7 Responses to “Ford Responds: Car Owners Are *Not* Pirates (They Just Can’t Sell Merch With Our Logos On)”

  1. Latino Zero Says:

    More question than comment…Ford Mustangs are iconic automobiles with very distinct and easily distinguishable bodies. Without Ford or Mustang logos, I believe most people could identify a Mustang – especially the classics made popular in movies and the slick Shelby’s featured in Michael Bay Presents: Transformers and now Knight Rider. Agree? I’ll assume you do, and wonder: If everyone knows it’s a Ford Mustang and someone makes money off a picture of what everyone knows is a Ford Mustang, but without a logo, does Ford have the right to claim violation?

  2. mattmason Says:

    Iconic designs can also be protected, Ford has gone after people for using the silhouette of a car in adverts before. So in theory yes, Ford may have a case in this instance. But if a vehicle has been heavily modified, it could be argued it was a one-off artistic creation.

    The press are given greater freedom over things like this, press coverage counts as fair use, and I think film making falls under similar fair use laws as well. It would be hard to prosecute someone for making a film in which a certain brand of car drove past. Having said that, there was a case mentioned in Free Culture by Lawrence Lessig where Fox wouldn’t let a film maker use some footage which happened to have a TV in the background of a shot playing a few seconds of The Simpsons.

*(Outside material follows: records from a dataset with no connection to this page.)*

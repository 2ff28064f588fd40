//! End-to-end scenario tests
//!
//! Scripts replayed through the public facade, checking the observable
//! behaviour of the replicated engine.

#[path = "../common/mod.rs"]
mod common;

mod available_copies;
mod deadlocks;
mod invariants;
mod read_only;
mod textbook;
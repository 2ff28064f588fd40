//! Read-only transactions and their snapshots.

use crate::common::*;

#[test]
fn snapshot_ignores_later_commits() {
    let (_, events) = replay(
        "beginRO(T1)\nbegin(T2)\nW(T2,x6,66)\nW(T2,x7,77)\nend(T2)\nR(T1,x6)\nR(T1,x7)\n",
    );
    assert_eq!(reads_of(&events, T1), vec![(VarId(6), 60), (VarId(7), 70)]);
}

#[test]
fn snapshot_includes_commits_before_begin() {
    let (_, events) = replay("begin(T2)\nW(T2,x8,88)\nend(T2)\nbeginRO(T1)\nR(T1,x8)\n");
    assert_eq!(reads_of(&events, T1), vec![(VarId(8), 88)]);
}

#[test]
fn site_failure_after_begin_does_not_matter() {
    let (c, events) = replay("beginRO(T1)\nfail(4)\nR(T1,x3)\nend(T1)\n");
    assert_eq!(reads_of(&events, T1), vec![(VarId(3), 30)]);
    assert_eq!(c.status(T1), Some(TransactionStatus::Committed));
}

#[test]
fn unavailable_variable_aborts_immediately() {
    let (c, events) = replay("fail(4)\nbeginRO(T1)\nR(T1,x3)\nR(T1,x2)\n");
    assert!(events.contains(&EngineEvent::SnapshotMiss {
        txn: T1,
        var: VarId(3)
    }));
    // Later reads of an aborted transaction are ignored
    assert!(reads_of(&events, T1).is_empty());
    assert_eq!(c.status(T1), Some(TransactionStatus::Aborted));
}
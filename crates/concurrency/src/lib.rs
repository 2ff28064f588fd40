//! Concurrency control for RepCRec
//!
//! This crate implements the pessimistic side of the engine:
//! - LockManager: per-site shared/exclusive lock table with upgrade
//! - TransactionRegistry: transaction records, histories, read-only snapshots
//! - WaitForGraph: blocking relationships and cycle search for deadlocks

#![warn(missing_docs)]
#![warn(clippy::all)]

pub mod lock;
pub mod transaction;
pub mod wait_for;

pub use lock::{LockManager, LockState};
pub use transaction::{Transaction, TransactionRegistry, TransactionStatus};
pub use wait_for::{select_victim, WaitForGraph};
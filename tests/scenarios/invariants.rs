//! Engine-wide invariants over randomly generated scripts.
//!
//! After every instruction:
//! - the wait-for graph is acyclic
//! - every tentative value belongs to a registered exclusive holder
//! - a transaction that just committed left all UP copies of its writes equal
//! - a transaction that just aborted left no lock, edge or parked instruction

use crate::common::*;
use proptest::prelude::*;
use repcrec::{Operation, OperationKind};

fn instruction() -> impl Strategy<Value = OperationKind> {
    let txn = (1u32..5).prop_map(TxnId);
    let var = (1u32..9).prop_map(VarId);
    let site = (1u32..5).prop_map(SiteId);
    prop_oneof![
        4 => (txn.clone(), var.clone()).prop_map(|(txn, var)| OperationKind::Read { txn, var }),
        4 => (txn.clone(), var, 0i64..100)
            .prop_map(|(txn, var, value)| OperationKind::Write { txn, var, value }),
        1 => txn.prop_map(|txn| OperationKind::End { txn }),
        1 => site.clone().prop_map(|site| OperationKind::Fail { site }),
        1 => site.prop_map(|site| OperationKind::Recover { site }),
    ]
}

fn script(body: Vec<OperationKind>, read_only: bool) -> Vec<Operation> {
    let mut kinds = vec![
        OperationKind::Begin { txn: T1 },
        OperationKind::Begin { txn: T2 },
        OperationKind::Begin { txn: T3 },
        if read_only {
            OperationKind::BeginReadOnly { txn: T4 }
        } else {
            OperationKind::Begin { txn: T4 }
        },
    ];
    kinds.extend(body);
    kinds.extend([T1, T2, T3, T4].map(|txn| OperationKind::End { txn }));
    kinds.extend((1..5).map(|s| OperationKind::Recover { site: SiteId(s) }));
    kinds
        .into_iter()
        .enumerate()
        .map(|(i, kind)| Operation::new(kind, i as u64 + 1))
        .collect()
}

fn check_step(c: &Coordinator, events: &[EngineEvent]) {
    assert!(c.wait_for().find_cycle().is_none());
    assert_tentative_values_owned(c);
    for event in events {
        match event {
            EngineEvent::Committed { txn } => {
                let record = c.transactions().get(*txn).expect("committed record kept");
                for var in &record.affected_variables {
                    assert_converged(c, *var);
                }
            }
            EngineEvent::Aborted { txn, .. } => assert_no_trace(c, *txn),
            _ => {}
        }
    }
}

proptest! {
    #![proptest_config(ProptestConfig::with_cases(128))]

    #[test]
    fn invariants_hold_after_every_instruction(
        body in prop::collection::vec(instruction(), 0..40),
        read_only in any::<bool>(),
    ) {
        let mut c = Coordinator::default();
        c.enqueue(script(body, read_only));
        // Every step either consumes an instruction or requeues parked ones;
        // the bound guards against livelock
        for _ in 0..10_000 {
            let mut events = Vec::new();
            if !c.step(&mut events) {
                break;
            }
            check_step(&c, &events);
        }
        prop_assert_eq!(c.queued(), 0);
    }

    #[test]
    fn abort_and_commit_are_final(body in prop::collection::vec(instruction(), 0..40)) {
        let mut c = Coordinator::default();
        let events = c.execute(script(body, false));
        for txn in [T1, T2, T3, T4] {
            let status = c.status(txn);
            prop_assert!(status.is_some());
            if commits(&events).contains(&txn) {
                prop_assert_eq!(status, Some(TransactionStatus::Committed));
                prop_assert!(!aborts(&events).contains(&txn));
            }
        }
    }
}
//! Transaction coordinator: event loop and replication protocols
//!
//! The coordinator owns every site, the transaction registry and the
//! wait-for graph. It pulls one instruction per logical tick from a FIFO
//! queue and dispatches it:
//!
//! ```text
//! BEGIN / BEGIN_RO  register the transaction (RO: snapshot committed values)
//! READ              first site able to serve wins; conflict → park
//! WRITE             every hosting site; any conflict → park
//!                   (both followed by deadlock detection)
//! END               check commit eligibility, commit at UP sites or abort
//! FAIL / RECOVER    site state, restrictions, retry of parked instructions
//! DUMP              committed values of every site
//! ```
//!
//! An instruction that cannot proceed is parked, either behind a lock
//! (`blocked`) or until a site recovers (`site_failed`). Parked instructions
//! are pushed back to the front of the queue, in the order they were parked,
//! when whatever blocked them goes away.

use crate::config::EngineConfig;
use crate::site::{ReadOutcome, Site, WriteOutcome};
use repcrec_concurrency::{
    select_victim, Transaction, TransactionRegistry, TransactionStatus, WaitForGraph,
};
use repcrec_core::{
    Access, AbortReason, CommitBlocker, EngineEvent, Operation, OperationKind, SiteDump, SiteId,
    Timestamp, TxnId, Value, VarId,
};
use std::collections::{BTreeMap, BTreeSet, VecDeque};
use tracing::{debug, info, warn};

/// Receiver of engine events as they happen
pub trait EventSink {
    /// Handle one event
    fn emit(&mut self, event: EngineEvent);
}

impl EventSink for Vec<EngineEvent> {
    fn emit(&mut self, event: EngineEvent) {
        self.push(event);
    }
}

/// Discrete-event transaction manager over a fixed set of sites
#[derive(Debug)]
pub struct Coordinator {
    config: EngineConfig,
    /// Incremented before each instruction is processed
    time: Timestamp,
    queue: VecDeque<Operation>,
    sites: Vec<Site>,
    txns: TransactionRegistry,
    wait_for: WaitForGraph,
    /// Parked behind a lock, in parking order
    blocked: Vec<Operation>,
    /// Parked until a site recovers, in parking order
    site_failed: Vec<Operation>,
    /// Variable → time of its latest applied, not yet committed write
    uncommitted: BTreeMap<VarId, Timestamp>,
    /// Variables committed while the site was down
    missed_updates: BTreeMap<SiteId, BTreeSet<VarId>>,
    /// Write restrictions placed because of a missed update; lifted by the
    /// next commit of the variable
    stale_replicas: BTreeSet<(SiteId, VarId)>,
}

impl Default for Coordinator {
    fn default() -> Self {
        Self::new(EngineConfig::default())
    }
}
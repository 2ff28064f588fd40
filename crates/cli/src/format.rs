//! Event → output line formatting.
//!
//! Two modes:
//! - **Text** (default): the classic RepCRec transcript, e.g. `T1 reads x2: 20`
//! - **JSON** (`--json`): one `serde_json` object per event

use repcrec_core::{EngineEvent, Operation, SiteDump, TxnId};

/// Output formatting mode.
#[derive(Debug, Clone, Copy, PartialEq, Eq)]
pub enum OutputMode {
    Text,
    Json,
}

/// Format one event as zero or more output lines.
pub fn format_event(event: &EngineEvent, mode: OutputMode) -> Vec<String> {
    match mode {
        OutputMode::Json => vec![serde_json::to_string(event)
            .unwrap_or_else(|e| format!("{{\"error\": \"{}\"}}", e))],
        OutputMode::Text => format_text(event),
    }
}

fn format_text(event: &EngineEvent) -> Vec<String> {
    let line = match event {
        EngineEvent::Began { txn, read_only } => {
            if *read_only {
                format!("{} begins, and it is read-only", txn)
            } else {
                format!("{} begins", txn)
            }
        }
        EngineEvent::ReadValue { txn, var, value } => format!("{} reads {}: {}", txn, var, value),
        EngineEvent::Wrote {
            txn,
            var,
            value,
            sites,
        } => {
            let sites: Vec<String> = sites.iter().map(|s| s.to_string()).collect();
            format!(
                "{} writes {} as {}, and affected sites are {}",
                txn,
                var,
                value,
                sites.join(" ")
            )
        }
        EngineEvent::LockConflict {
            txn,
            var,
            access,
            newly_waiting,
            ..
        } => {
            if !*newly_waiting {
                return Vec::new();
            }
            format!(
                "{} can not {} {} since the lock conflicts",
                txn,
                access,
                var
            )
        }
        EngineEvent::NoSiteAvailable { txn, var, access } => format!(
            "{} can not {} {} since there are no sites available.",
            txn,
            access,
            var
        ),
        EngineEvent::SnapshotMiss { txn, var } => format!(
            "{} can not read {} since there are no sites available. {} aborts!",
            txn, var, txn
        ),
        EngineEvent::Committed { txn } => format!("{} commits!", txn),
        EngineEvent::Aborted { txn, .. } => format!("{} aborts!", txn),
        EngineEvent::Deadlock { .. } => "Deadlock happens!".to_string(),
        // Surfaces as an abort once the transaction ends
        EngineEvent::StaleReadDetected { .. } => return Vec::new(),
        EngineEvent::SiteFailed { site } => format!("Site{} fails!", site),
        EngineEvent::SiteAlreadyDown { site } => format!("Site{} is already DOWN!", site),
        EngineEvent::SiteRecovered { site } => format!("Site{} recovers!", site),
        EngineEvent::SiteAlreadyUp { site } => format!("Site{} is already UP!", site),
        EngineEvent::Dump { sites } => return sites.iter().map(format_site_dump).collect(),
        EngineEvent::DebugState {
            blocked,
            site_failed,
            wait_for,
        } => {
            return vec![
                format!("Blocked: {}", format_operations(blocked)),
                format!("Waiting for sites: {}", format_operations(site_failed)),
                format!("Wait-for: {}", format_wait_for(wait_for)),
            ];
        }
        EngineEvent::UnknownTransaction { operation } => {
            format!("{} ignored: transaction never began", operation.kind)
        }
        EngineEvent::InvalidSite { site } => format!("Site{} does not exist!", site),
    };
    vec![line]
}

fn format_site_dump(dump: &SiteDump) -> String {
    let values: Vec<String> = dump
        .values
        .iter()
        .map(|(var, value)| format!("{}: {}", var, value))
        .collect();
    format!("Site {} - {}", dump.site, values.join(", "))
}

fn format_operations(ops: &[Operation]) -> String {
    if ops.is_empty() {
        return "(none)".to_string();
    }
    ops.iter()
        .map(|op| op.kind.to_string())
        .collect::<Vec<_>>()
        .join(" ")
}

fn format_wait_for(edges: &[(TxnId, Vec<TxnId>)]) -> String {
    if edges.is_empty() {
        return "(none)".to_string();
    }
    edges
        .iter()
        .map(|(holder, waiters)| {
            let waiters: Vec<String> = waiters.iter().map(|w| w.to_string()).collect();
            format!("{} -> {}", holder, waiters.join(" "))
        })
        .collect::<Vec<_>>()
        .join(", ")
}
//! Clap command definition.

use clap::{Arg, ArgAction, Command};

/// Build the `repcrec` command.
pub fn build_cli() -> Command {
    Command::new("repcrec")
        .about("Replicated concurrency control and recovery simulator")
        .arg(
            Arg::new("script")
                .help("Instruction script to replay")
                .required(true)
                .num_args(1),
        )
        .arg(
            Arg::new("config")
                .long("config")
                .value_name("FILE")
                .help("Engine config (default: ./repcrec.toml if present)"),
        )
        .arg(
            Arg::new("debug")
                .long("debug")
                .help("Print parked instructions and the wait-for graph with each dump")
                .action(ArgAction::SetTrue),
        )
        .arg(
            Arg::new("json")
                .long("json")
                .help("One JSON object per event")
                .action(ArgAction::SetTrue),
        )
}
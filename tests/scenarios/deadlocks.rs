//! Deadlock detection across the engine.

use crate::common::*;

#[test]
fn victim_is_latest_start_not_highest_id() {
    // T2 begins before T1, so T1 is younger
    let (_, events) = replay(
        "begin(T2)\nbegin(T1)\nW(T1,x1,1)\nW(T2,x2,2)\nW(T1,x2,3)\nW(T2,x1,4)\n",
    );
    assert!(events.contains(&EngineEvent::Deadlock {
        cycle: vec![T1, T2],
        victim: T1,
    }));
    assert_eq!(aborts(&events), vec![T1]);
}

#[test]
fn read_write_cycle_is_detected() {
    let (c, events) = replay(
        "begin(T1)\nbegin(T2)\nR(T1,x3)\nR(T2,x5)\nW(T1,x5,1)\nW(T2,x3,2)\nend(T1)\n",
    );
    assert_eq!(aborts(&events), vec![T2]);
    assert_eq!(commits(&events), vec![T1]);
    assert_eq!(committed_copies(&c, VarId(5)), vec![(SiteId(6), 1)]);
    assert!(c.wait_for().is_empty());
}

#[test]
fn independent_cycles_each_lose_one_member() {
    let script = "begin(T1)\nbegin(T2)\nbegin(T3)\nbegin(T4)\n\
                  W(T1,x1,1)\nW(T2,x3,1)\nW(T3,x5,1)\nW(T4,x7,1)\n\
                  W(T1,x3,2)\nW(T2,x1,2)\n\
                  W(T3,x7,2)\nW(T4,x5,2)\n";
    let (c, events) = replay(script);
    assert_eq!(aborts(&events), vec![T2, T4]);
    assert!(c.wait_for().find_cycle().is_none());
    assert_no_trace(&c, T2);
    assert_no_trace(&c, T4);
}

#[test]
fn waiter_on_victim_is_released() {
    // T3 waits on T2; T2 is the deadlock victim, so T3's read runs
    let script = "begin(T1)\nbegin(T2)\nbegin(T3)\n\
                  W(T1,x1,1)\nW(T2,x2,2)\nR(T3,x2)\n\
                  W(T1,x2,3)\nW(T2,x1,4)\n";
    let (_, events) = replay(script);
    assert_eq!(aborts(&events), vec![T2]);
    assert_eq!(reads_of(&events, T3), vec![(VarId(2), 20)]);
}
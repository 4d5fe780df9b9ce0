//! Read-only geometry access for format converters (PageXml `Coords`).

use crate::error::Result;
use crate::model::{names, SpatialObject};

/// Options for producing `Coords` polylines.
#[derive(Debug, Clone)]
pub struct CoordsOptions {
    /// Target resolution; source coordinates are in points (1/72 inch)
    pub dpi: f64,
}

impl CoordsOptions {
    /// Create new coords options with defaults.
    pub fn new() -> Self {
        Self::default()
    }

    /// Set the target resolution.
    pub fn with_dpi(mut self, dpi: f64) -> Self {
        self.dpi = dpi;
        self
    }
}

impl Default for CoordsOptions {
    fn default() -> Self {
        Self { dpi: 300.0 }
    }
}

/// `Coords/@points` value of an object.
///
/// An existing `points` attribute is returned verbatim; otherwise the
/// bounding box is turned into a closed polyline at the target resolution.
pub fn coords_points(object: &SpatialObject, options: &CoordsOptions) -> Result<String> {
    if let Some(points) = object.attribute("points") {
        return Ok(points.to_string());
    }
    Ok(object.bounding_box()?.to_polyline(options.dpi))
}

/// PageXml element name for an object type, if it has one.
pub fn page_xml_tag(name: &str) -> Option<&'static str> {
    match name {
        names::PAGE => Some("Page"),
        names::TEXT => Some("TextLine"),
        names::BLOCK => Some("TextRegion"),
        names::GRAPHELT => Some("LineDrawingRegion"),
        _ => None,
    }
}
//! Rendering module: owned exports for the labeling model and geometry
//! access for format converters.

mod coords;
mod export;
mod json;

pub use coords::{coords_points, page_xml_tag, CoordsOptions};
pub use export::{GraphExport, IndexedEdge, NodeExport};
pub use json::{from_json, to_json, JsonFormat};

    As for Transformers and Knightrider – I’m pretty sure these were product placement deals Ford and Bay worked out beforehand.

  3. Trollkiller Says:

    The second hand Ford with the visible logo falls under the color of fair use for both the trademark and the copyright.

    Cafe’ Press in my opinion did not try to act in the best interest of Ford but in thier own best interest. They did not want to be involved in any disput between BMC and Ford and/or they did not want to be sued by Ford for producing the calender.

    The Fuct hat may be protected under the parody rulings or it may be protected because there is no way a resonable person would confuse the two.

  4. urpy Says:

    see also http://www.logohallucination.com

  5. Nick Says:

    In the case of selling a used car that has a logo, you are not reproducing it. The car maker made that one copy of the logo under their own authority. Selling something like this is covered under the First Sale Doctrine in the US. http://en.wikipedia.org/wiki/First-sale_doctrine

  6. Chris Tregenza Says:

    I think that Trollkiller is spot on in saying the CafePress is protecting itself and not Ford. By having a blanket band on any 3rd party logos they are trying to avoid a lot of potential trouble.

    Of course they also lose a lot of business.

    I run a CafePress store for my art / design blog Poosk.com. A design based on Hello Kitty [ http://poosk.com/2007/11/28/hello-allah ] was rejected by them. I can understand why but I would argue it is fair use / parody. However someone noticed the design and post it on Pline and as a result I got 500 new visitors. How many would of brought the T-shirt? From past experience only one or two but this sort of incident must be happening on Cafepress all the time.

    Cafepress also have an odd attitude to Nazi symbolism. You can find t-shirts supporting or attacking just about every political, moral and religious view on Cafepress but not racism. Images of Hitler are allowed but images including the swastika are not.

    I found this out when I used a swastika in a design of a surreal sweet ad [ http://poosk.com/2007/11/08/gummicons/ ] but their checking method appears to be very hit & miss as they haven’t stopped this one [ http://poosk.com/2008/01/15/what-would-nazis-do/ ].

    Cafepress’ attitude is understandable. It doesn’t want to be features on Oprah for selling white-supremacist t-shirts. But by poorly filtering designs out on an arbitrary basis that has no relation to the law of copyright or freedom of speech I think they are making the situation worse. If something does slip through and CafePress get sued then they will have no defense. If they stuck by principal of anything goes as long it isn’t a straight copy of someone else’s design then they would be on a better legal footing and a lot more successful commercially.

  7. Chris Says:

    The Fuct ford logo hat is clearly protected by Hustler Magazine v. Falwell as parody.